Found a small nick in my Bedknife that's preventing it to cut in a very small 1/4 inch section. Need a replacement and didn't know which one to get and from where? Ummm cutting at 5/8 hoc right now and I have a JD 220-E


----------



## g-man (Jun 15, 2017)

All the way in page 8 - John Deere 220E (2013) Reel Replacement and Reconditioning 

220E Maintenance sheet lists all your parts options. I used the ET17767. It is thicker and works well for the HOC we target on a green mower. Pete1313 thread has pictures comparing them both.

This chart has the HOC descriptions.

https://www.greenfarmparts.com/ (free standard shipping) or https://www.greenpartstore.com/


----------



## Thor865 (Mar 26, 2018)

g-man said:


> All the way in page 8 - John Deere 220E (2013) Reel Replacement and Reconditioning
> 
> 220E Maintenance sheet lists all your parts options. I used the ET17767. It is thicker and works well for the HOC we target on a green mower. Pete1313 thread has pictures comparing them both.
> 
> ...


Thanks!!!

My target hoc is .6-.75hoc threwout season

I have an 11 blade reel so I should be fine with the thicker Bedknife ?


----------



## g-man (Jun 15, 2017)

0.3in is the min hoc with that knife.


----------



## Thor865 (Mar 26, 2018)

g-man said:


> 0.3in is the min hoc with that knife.


So can't go lower than that is what you mean?

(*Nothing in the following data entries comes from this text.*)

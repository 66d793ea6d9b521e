//! JSON Patch (RFC 6902) over `serde_json::Value`.
//!
//! A patch is applied all-or-nothing: the document is only replaced once every
//! operation succeeded, so a failed `test` leaves it untouched.

use serde::{Deserialize, Serialize};
use serde_json::Value;
use thiserror::Error;

#[derive(Debug, Error, Clone, PartialEq)]
pub enum PatchError {
  #[error("invalid JSON pointer '{0}'")]
  InvalidPointer(String),

  #[error("path '{0}' does not exist")]
  PathNotFound(String),

  #[error("invalid array index in '{0}'")]
  InvalidIndex(String),

  #[error("test failed at '{path}': expected {expected}, found {actual}")]
  TestFailed { path: String, expected: Value, actual: Value },

  #[error("cannot move '{from}' into its own child '{path}'")]
  MoveIntoChild { from: String, path: String },
}

/// One patch operation.
#[derive(Debug, Clone, PartialEq, Serialize, Deserialize)]
#[serde(tag = "op", rename_all = "lowercase")]
pub enum PatchOp {
  Add { path: String, value: Value },
  Remove { path: String },
  Replace { path: String, value: Value },
  Move { from: String, path: String },
  Copy { from: String, path: String },
  Test { path: String, value: Value },
}

impl PatchOp {
  pub fn add(path: impl Into<String>, value: Value) -> Self {
    Self::Add { path: path.into(), value }
  }

  pub fn remove(path: impl Into<String>) -> Self {
    Self::Remove { path: path.into() }
  }

  pub fn replace(path: impl Into<String>, value: Value) -> Self {
    Self::Replace { path: path.into(), value }
  }

  pub fn test(path: impl Into<String>, value: Value) -> Self {
    Self::Test { path: path.into(), value }
  }

  pub fn path(&self) -> &str {
    match self {
      Self::Add { path, .. }
      | Self::Remove { path }
      | Self::Replace { path, .. }
      | Self::Move { path, .. }
      | Self::Copy { path, .. }
      | Self::Test { path, .. } => path,
    }
  }
}

/// Escape one reference token (`~` and `/`).
pub fn escape(token: &str) -> String {
  token.replace('~', "~0").replace('/', "~1")
}

fn unescape(token: &str) -> String {
  token.replace("~1", "/").replace("~0", "~")
}

/// Split a pointer into its parent pointer and final unescaped token.
fn split_pointer(path: &str) -> Result<(&str, String), PatchError> {
  if !path.starts_with('/') {
    return Err(PatchError::InvalidPointer(path.to_string()));
  }
  let index = path.rfind('/').unwrap_or(0);
  Ok((&path[..index], unescape(&path[index + 1..])))
}

fn parse_index(token: &str, len: usize, path: &str, allow_end: bool) -> Result<usize, PatchError> {
  if token == "-" && allow_end {
    return Ok(len);
  }
  if token.is_empty() || (token.len() > 1 && token.starts_with('0')) {
    return Err(PatchError::InvalidIndex(path.to_string()));
  }
  let index: usize = token.parse().map_err(|_| PatchError::InvalidIndex(path.to_string()))?;
  let limit = if allow_end { len } else { len.saturating_sub(1) };
  if (allow_end && index > limit) || (!allow_end && (len == 0 || index > limit)) {
    return Err(PatchError::PathNotFound(path.to_string()));
  }
  Ok(index)
}

fn get<'a>(doc: &'a Value, path: &str) -> Result<&'a Value, PatchError> {
  if !path.is_empty() && !path.starts_with('/') {
    return Err(PatchError::InvalidPointer(path.to_string()));
  }
  doc
    .pointer(path)
    .ok_or_else(|| PatchError::PathNotFound(path.to_string()))
}

fn add(doc: &mut Value, path: &str, value: Value) -> Result<(), PatchError> {
  if path.is_empty() {
    *doc = value;
    return Ok(());
  }
  let (parent, token) = split_pointer(path)?;
  let target = doc
    .pointer_mut(parent)
    .ok_or_else(|| PatchError::PathNotFound(path.to_string()))?;
  match target {
    Value::Object(map) => {
      map.insert(token, value);
      Ok(())
    }
    Value::Array(items) => {
      let index = parse_index(&token, items.len(), path, true)?;
      items.insert(index, value);
      Ok(())
    }
    _ => Err(PatchError::PathNotFound(path.to_string())),
  }
}

fn remove(doc: &mut Value, path: &str) -> Result<Value, PatchError> {
  if path.is_empty() {
    return Ok(std::mem::take(doc));
  }
  let (parent, token) = split_pointer(path)?;
  let target = doc
    .pointer_mut(parent)
    .ok_or_else(|| PatchError::PathNotFound(path.to_string()))?;
  match target {
    Value::Object(map) => map
      .remove(&token)
      .ok_or_else(|| PatchError::PathNotFound(path.to_string())),
    Value::Array(items) => {
      let index = parse_index(&token, items.len(), path, false)?;
      Ok(items.remove(index))
    }
    _ => Err(PatchError::PathNotFound(path.to_string())),
  }
}

fn apply_op(doc: &mut Value, op: &PatchOp) -> Result<(), PatchError> {
  match op {
    PatchOp::Add { path, value } => add(doc, path, value.clone()),
    PatchOp::Remove { path } => remove(doc, path).map(|_| ()),
    PatchOp::Replace { path, value } => {
      let slot = if path.is_empty() {
        Some(doc)
      } else {
        split_pointer(path)?;
        doc.pointer_mut(path)
      };
      match slot {
        Some(slot) => {
          *slot = value.clone();
          Ok(())
        }
        None => Err(PatchError::PathNotFound(path.clone())),
      }
    }
    PatchOp::Move { from, path } => {
      if from == path {
        return get(doc, from).map(|_| ());
      }
      if path.starts_with(&format!("{}/", from)) {
        return Err(PatchError::MoveIntoChild {
          from: from.clone(),
          path: path.clone(),
        });
      }
      let value = remove(doc, from)?;
      add(doc, path, value)
    }
    PatchOp::Copy { from, path } => {
      let value = get(doc, from)?.clone();
      add(doc, path, value)
    }
    PatchOp::Test { path, value } => {
      let actual = get(doc, path)?;
      if actual == value {
        Ok(())
      } else {
        Err(PatchError::TestFailed {
          path: path.clone(),
          expected: value.clone(),
          actual: actual.clone(),
        })
      }
    }
  }
}

/// Apply `ops` in order. On error `doc` is left unchanged.
pub fn apply_patch(doc: &mut Value, ops: &[PatchOp]) -> Result<(), PatchError> {
  let mut working = doc.clone();
  for op in ops {
    apply_op(&mut working, op)?;
  }
  *doc = working;
  Ok(())
}

#[cfg(test)]
mod tests {
  use super::*;
  use serde_json::json;

  fn doc() -> Value {
    json!({
      "metadata": {"name": "web", "annotations": {"a/b": "1"}},
      "spec": {"ports": [{"port": 80}, {"port": 443}]}
    })
  }

  #[test]
  fn add_replace_remove() {
    let mut d = doc();
    apply_patch(
      &mut d,
      &[
        PatchOp::add("/metadata/labels", json!({"app": "web"})),
        PatchOp::replace("/spec/ports/0/port", json!(8080)),
        PatchOp::remove(format!("/metadata/annotations/{}", escape("a/b"))),
        PatchOp::add("/spec/ports/-", json!({"port": 9090})),
      ],
    )
    .unwrap();
    assert_eq!(d["metadata"]["labels"]["app"], "web");
    assert_eq!(d["spec"]["ports"][0]["port"], 8080);
    assert_eq!(d["spec"]["ports"][2]["port"], 9090);
    assert!(d["metadata"]["annotations"].as_object().unwrap().is_empty());
  }

  #[test]
  fn failed_test_leaves_document_untouched() {
    let mut d = doc();
    let err = apply_patch(
      &mut d,
      &[
        PatchOp::replace("/metadata/name", json!("api")),
        PatchOp::test("/spec/ports/0/port", json!(81)),
      ],
    )
    .unwrap_err();
    assert!(matches!(err, PatchError::TestFailed { .. }));
    assert_eq!(d, doc());
  }

  #[test]
  fn move_and_copy() {
    let mut d = doc();
    apply_patch(
      &mut d,
      &[
        PatchOp::Copy {
          from: "/metadata/name".into(),
          path: "/metadata/labels".into(),
        },
        PatchOp::Move {
          from: "/spec/ports/1".into(),
          path: "/spec/ports/0".into(),
        },
      ],
    )
    .unwrap();
    assert_eq!(d["metadata"]["labels"], "web");
    assert_eq!(d["spec"]["ports"][0]["port"], 443);

    let err = apply_patch(
      &mut d,
      &[PatchOp::Move {
        from: "/spec".into(),
        path: "/spec/inner".into(),
      }],
    )
    .unwrap_err();
    assert!(matches!(err, PatchError::MoveIntoChild { .. }));
  }

  #[test]
  fn missing_paths_are_errors() {
    let mut d = doc();
    assert!(matches!(
      apply_patch(&mut d, &[PatchOp::remove("/status")]),
      Err(PatchError::PathNotFound(_))
    ));
    assert!(matches!(
      apply_patch(&mut d, &[PatchOp::replace("/spec/ports/5", json!(1))]),
      Err(PatchError::PathNotFound(_))
    ));
    assert!(matches!(
      apply_patch(&mut d, &[PatchOp::add("/missing/child", json!(1))]),
      Err(PatchError::PathNotFound(_))
    ));
    assert!(matches!(
      apply_patch(&mut d, &[PatchOp::add("relative", json!(1))]),
      Err(PatchError::InvalidPointer(_))
    ));
  }

  #[test]
  fn ops_deserialize_from_rfc_form() {
    let ops: Vec<PatchOp> = serde_json::from_value(json!([
      {"op": "add", "path": "/a", "value": 1},
      {"op": "move", "from": "/a", "path": "/b"}
    ]))
    .unwrap();
    assert_eq!(ops[0], PatchOp::add("/a", json!(1)));
    assert_eq!(ops[1].path(), "/b");
  }
}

Also replacing Bedknife screws is a must from what I've read? What do you use to get proper torque on the screws?


----------



## g-man (Jun 15, 2017)

Yes, below 0.3in the knife will hit the ground/concrete.

I use a torque wrench in lb in (not lb ft!)


----------



## Thor865 (Mar 26, 2018)

g-man said:


> Yes, below 0.3in the knife will hit the ground/concrete.
> 
> I use a torque wrench in lb in (not lb ft!)


Gotcha. And when you changed yours did you use thread locker?


----------



## g-man (Jun 15, 2017)

No! The opposite, anit-sieze. It is all explained in the thread and the manual. Start at the middle and go out alternating sides.

As explained in the thread, you will likely need an impact wrench and use a wide/thick flat head bit.


----------



## Thor865 (Mar 26, 2018)

g-man said:


> No! The opposite, anit-sieze. It is all explained in the thread and the manual. Start at the middle and go out alternating sides.
> 
> As explained in the thread, you will likely need an impact wrench and use a wide/thick flat head bit.


👍 got it!


----------